Task instructions: Would you print the records as they stand, down to the last character?

Collected data entries:
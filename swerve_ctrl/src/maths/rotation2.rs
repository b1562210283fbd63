//! 2D rotation type

// ---------------------------------------------------------------------------
// IMPORTS
// ---------------------------------------------------------------------------

// Internal
use super::Vector2;
use util::maths::{bound_radians, epsilon_equals, EPSILON};

// ---------------------------------------------------------------------------
// DATA STRUCTURES
// ---------------------------------------------------------------------------

/// A rotation represented by the trigonometric functions of its angle.
///
/// Storing the sine and cosine rather than a raw angle means composing
/// rotations is a pure matrix multiply with no repeated trig conversions. The
/// components always satisfy `cos^2 + sin^2 = 1`, enforced by normalisation
/// at construction. `tan` is the signed infinity when `cos` is close to zero.
#[derive(Debug, Copy, Clone)]
pub struct Rotation2 {
    /// The cosine of the angle.
    pub cos: f64,

    /// The sine of the angle.
    pub sin: f64,

    /// The tangent of the angle.
    pub tan: f64,
}

// ---------------------------------------------------------------------------
// IMPLEMENTATIONS
// ---------------------------------------------------------------------------

impl Rotation2 {
    /// A rotation which represents an angle of 0 degrees.
    pub const ZERO: Rotation2 = Rotation2 {
        cos: 1.0,
        sin: 0.0,
        tan: 0.0,
    };

    /// Create a new rotation from a point, normalising it onto the unit
    /// circle.
    ///
    /// If the point is so close to the origin that it has no meaningful
    /// direction the zero rotation is returned.
    pub fn from_direction(x: f64, y: f64) -> Self {
        let length = (x * x + y * y).sqrt();

        if length > EPSILON {
            Self::from_unit(x / length, y / length)
        } else {
            Self::ZERO
        }
    }

    /// Create a new rotation from an angle in radians.
    pub fn from_radians(angle: f64) -> Self {
        Self::from_unit(angle.cos(), angle.sin())
    }

    /// Create a new rotation from an angle in degrees.
    pub fn from_degrees(angle: f64) -> Self {
        Self::from_radians(angle.to_radians())
    }

    /// Build a rotation from components already known to lie on the unit
    /// circle.
    fn from_unit(cos: f64, sin: f64) -> Self {
        // Tangent has special cases when the cosine is 0 (straight up or
        // straight down on the unit circle).
        let tan = if epsilon_equals(cos, 0.0) {
            if sin >= 0.0 {
                f64::INFINITY
            } else {
                f64::NEG_INFINITY
            }
        } else {
            sin / cos
        };

        Self { cos, sin, tan }
    }

    /// Get the angle of this rotation in radians, in the range [0, 2pi).
    pub fn to_radians(&self) -> f64 {
        bound_radians(self.sin.atan2(self.cos))
    }

    /// Get the angle of this rotation in degrees, in the range [0, 360).
    pub fn to_degrees(&self) -> f64 {
        self.to_radians().to_degrees()
    }

    /// Rotate this rotation by another, adding their effects together.
    ///
    /// This is a rotation matrix multiply, see
    /// https://en.wikipedia.org/wiki/Rotation_matrix for more information.
    pub fn rotate_by(&self, other: Rotation2) -> Self {
        Self::from_direction(
            self.cos * other.cos - self.sin * other.sin,
            self.cos * other.sin + self.sin * other.cos,
        )
    }

    /// The rotation perpendicular to this one.
    pub fn normal(&self) -> Self {
        Self::from_unit(-self.sin, self.cos)
    }

    /// The rotation which would "undo" this rotation.
    pub fn inverse(&self) -> Self {
        Self::from_unit(self.cos, -self.sin)
    }

    /// Check whether this rotation is parallel to another.
    ///
    /// This differs from equality because it also accepts rotations facing
    /// the opposite direction.
    pub fn is_parallel(&self, other: &Rotation2) -> bool {
        epsilon_equals(
            Vector2::from_angle(*self).cross(&Vector2::from_angle(*other)),
            0.0,
        )
    }

    /// Interpolate between this rotation and another, always taking the
    /// shorter way around the circle.
    pub fn interpolate(&self, other: Rotation2, t: f64) -> Self {
        if t <= 0.0 {
            return *self;
        } else if t >= 1.0 {
            return other;
        }

        let mut from = self.to_radians();
        let mut to = other.to_radians();

        let diff = (from - to).abs();
        if diff > std::f64::consts::PI {
            if from < to {
                from += 2.0 * std::f64::consts::PI;
            } else {
                to += 2.0 * std::f64::consts::PI;
            }
        }

        Self::from_radians(from + ((to - from) * t))
    }

    /// Check equality against another rotation with an explicit angular
    /// tolerance in radians.
    pub fn equals_eps(&self, other: &Rotation2, max_error: f64) -> bool {
        // Shortest angular distance between the two rotations
        let difference = self.rotate_by(other.inverse()).to_radians();
        difference.min(2.0 * std::f64::consts::PI - difference) <= max_error
    }
}

impl Default for Rotation2 {
    fn default() -> Self {
        Self::ZERO
    }
}

impl PartialEq for Rotation2 {
    fn eq(&self, other: &Self) -> bool {
        epsilon_equals(self.cos, other.cos) && epsilon_equals(self.sin, other.sin)
    }
}

impl std::fmt::Display for Rotation2 {
    fn fmt(&self, f: &mut std::fmt::Formatter) -> std::fmt::Result {
        write!(f, "{:.3}\u{00b0}", self.to_degrees())
    }
}

// ---------------------------------------------------------------------------
// TESTS
// ---------------------------------------------------------------------------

Written response:
filename swerve_ctrl/src/maths/rotation2.rs
repository b1562210283fbd63
//! 2D rotation type

// ---------------------------------------------------------------------------
// IMPORTS
// ---------------------------------------------------------------------------

// Internal
use super::Vector2;
use util::maths::{bound_radians, epsilon_equals, EPSILON};

// ---------------------------------------------------------------------------
// DATA STRUCTURES
// ---------------------------------------------------------------------------

/// A rotation represented by the trigonometric functions of its angle.
///
/// Storing the sine and cosine rather than a raw angle means composing
/// rotations is a pure matrix multiply with no repeated trig conversions. The
/// components always satisfy `cos^2 + sin^2 = 1`, enforced by normalisation
/// at construction. `tan` is the signed infinity when `cos` is close to zero.
#[derive(Debug, Copy, Clone)]
pub struct Rotation2 {
    /// The cosine of the angle.
    pub cos: f64,

    /// The sine of the angle.
    pub sin: f64,

    /// The tangent of the angle.
    pub tan: f64,
}

// ---------------------------------------------------------------------------
// IMPLEMENTATIONS
// ---------------------------------------------------------------------------

impl Rotation2 {
    /// A rotation which represents an angle of 0 degrees.
    pub const ZERO: Rotation2 = Rotation2 {
        cos: 1.0,
        sin: 0.0,
        tan: 0.0,
    };

    /// Create a new rotation from a point, normalising it onto the unit
    /// circle.
    ///
    /// If the point is so close to the origin that it has no meaningful
    /// direction the zero rotation is returned.
    pub fn from_direction(x: f64, y: f64) -> Self {
        let length = (x * x + y * y).sqrt();

        if length > EPSILON {
            Self::from_unit(x / length, y / length)
        } else {
            Self::ZERO
        }
    }

    /// Create a new rotation from an angle in radians.
    pub fn from_radians(angle: f64) -> Self {
        Self::from_unit(angle.cos(), angle.sin())
    }

    /// Create a new rotation from an angle in degrees.
    pub fn from_degrees(angle: f64) -> Self {
        Self::from_radians(angle.to_radians())
    }

    /// Build a rotation from components already known to lie on the unit
    /// circle.
    fn from_unit(cos: f64, sin: f64) -> Self {
        // Tangent has special cases when the cosine is 0 (straight up or
        // straight down on the unit circle).
        let tan = if epsilon_equals(cos, 0.0) {
            if sin >= 0.0 {
                f64::INFINITY
            } else {
                f64::NEG_INFINITY
            }
        } else {
            sin / cos
        };

        Self { cos, sin, tan }
    }

    /// Get the angle of this rotation in radians, in the range [0, 2pi).
    pub fn to_radians(&self) -> f64 {
        bound_radians(self.sin.atan2(self.cos))
    }

    /// Get the angle of this rotation in degrees, in the range [0, 360).
    pub fn to_degrees(&self) -> f64 {
        self.to_radians().to_degrees()
    }

    /// Rotate this rotation by another, adding their effects together.
    ///
    /// This is a rotation matrix multiply, see
    /// https://en.wikipedia.org/wiki/Rotation_matrix for more information.
    pub fn rotate_by(&self, other: Rotation2) -> Self {
        Self::from_direction(
            self.cos * other.cos - self.sin * other.sin,
            self.cos * other.sin + self.sin * other.cos,
        )
    }

    /// The rotation perpendicular to this one.
    pub fn normal(&self) -> Self {
        Self::from_unit(-self.sin, self.cos)
    }

    /// The rotation which would "undo" this rotation.
    pub fn inverse(&self) -> Self {
        Self::from_unit(self.cos, -self.sin)
    }

    /// Check whether this rotation is parallel to another.
    ///
    /// This differs from equality because it also accepts rotations facing
    /// the opposite direction.
    pub fn is_parallel(&self, other: &Rotation2) -> bool {
        epsilon_equals(
            Vector2::from_angle(*self).cross(&Vector2::from_angle(*other)),
            0.0,
        )
    }

    /// Interpolate between this rotation and another, always taking the
    /// shorter way around the circle.
    pub fn interpolate(&self, other: Rotation2, t: f64) -> Self {
        if t <= 0.0 {
            return *self;
        } else if t >= 1.0 {
            return other;
        }

        let mut from = self.to_radians();
        let mut to = other.to_radians();

        let diff = (from - to).abs();
        if diff > std::f64::consts::PI {
            if from < to {
                from += 2.0 * std::f64::consts::PI;
            } else {
                to += 2.0 * std::f64::consts::PI;
            }
        }

        Self::from_radians(from + ((to - from) * t))
    }

    /// Check equality against another rotation with an explicit angular
    /// tolerance in radians.
    pub fn equals_eps(&self, other: &Rotation2, max_error: f64) -> bool {
        // Shortest angular distance between the two rotations
        let difference = self.rotate_by(other.inverse()).to_radians();
        difference.min(2.0 * std::f64::consts::PI - difference) <= max_error
    }
}

impl Default for Rotation2 {
    fn default() -> Self {
        Self::ZERO
    }
}

impl PartialEq for Rotation2 {
    fn eq(&self, other: &Self) -> bool {
        epsilon_equals(self.cos, other.cos) && epsilon_equals(self.sin, other.sin)
    }
}

impl std::fmt::Display for Rotation2 {
    fn fmt(&self, f: &mut std::fmt::Formatter) -> std::fmt::Result {
        write!(f, "{:.3}\u{00b0}", self.to_degrees())
    }
}

// ---------------------------------------------------------------------------
// TESTS
// ---------------------------------------------------------------------------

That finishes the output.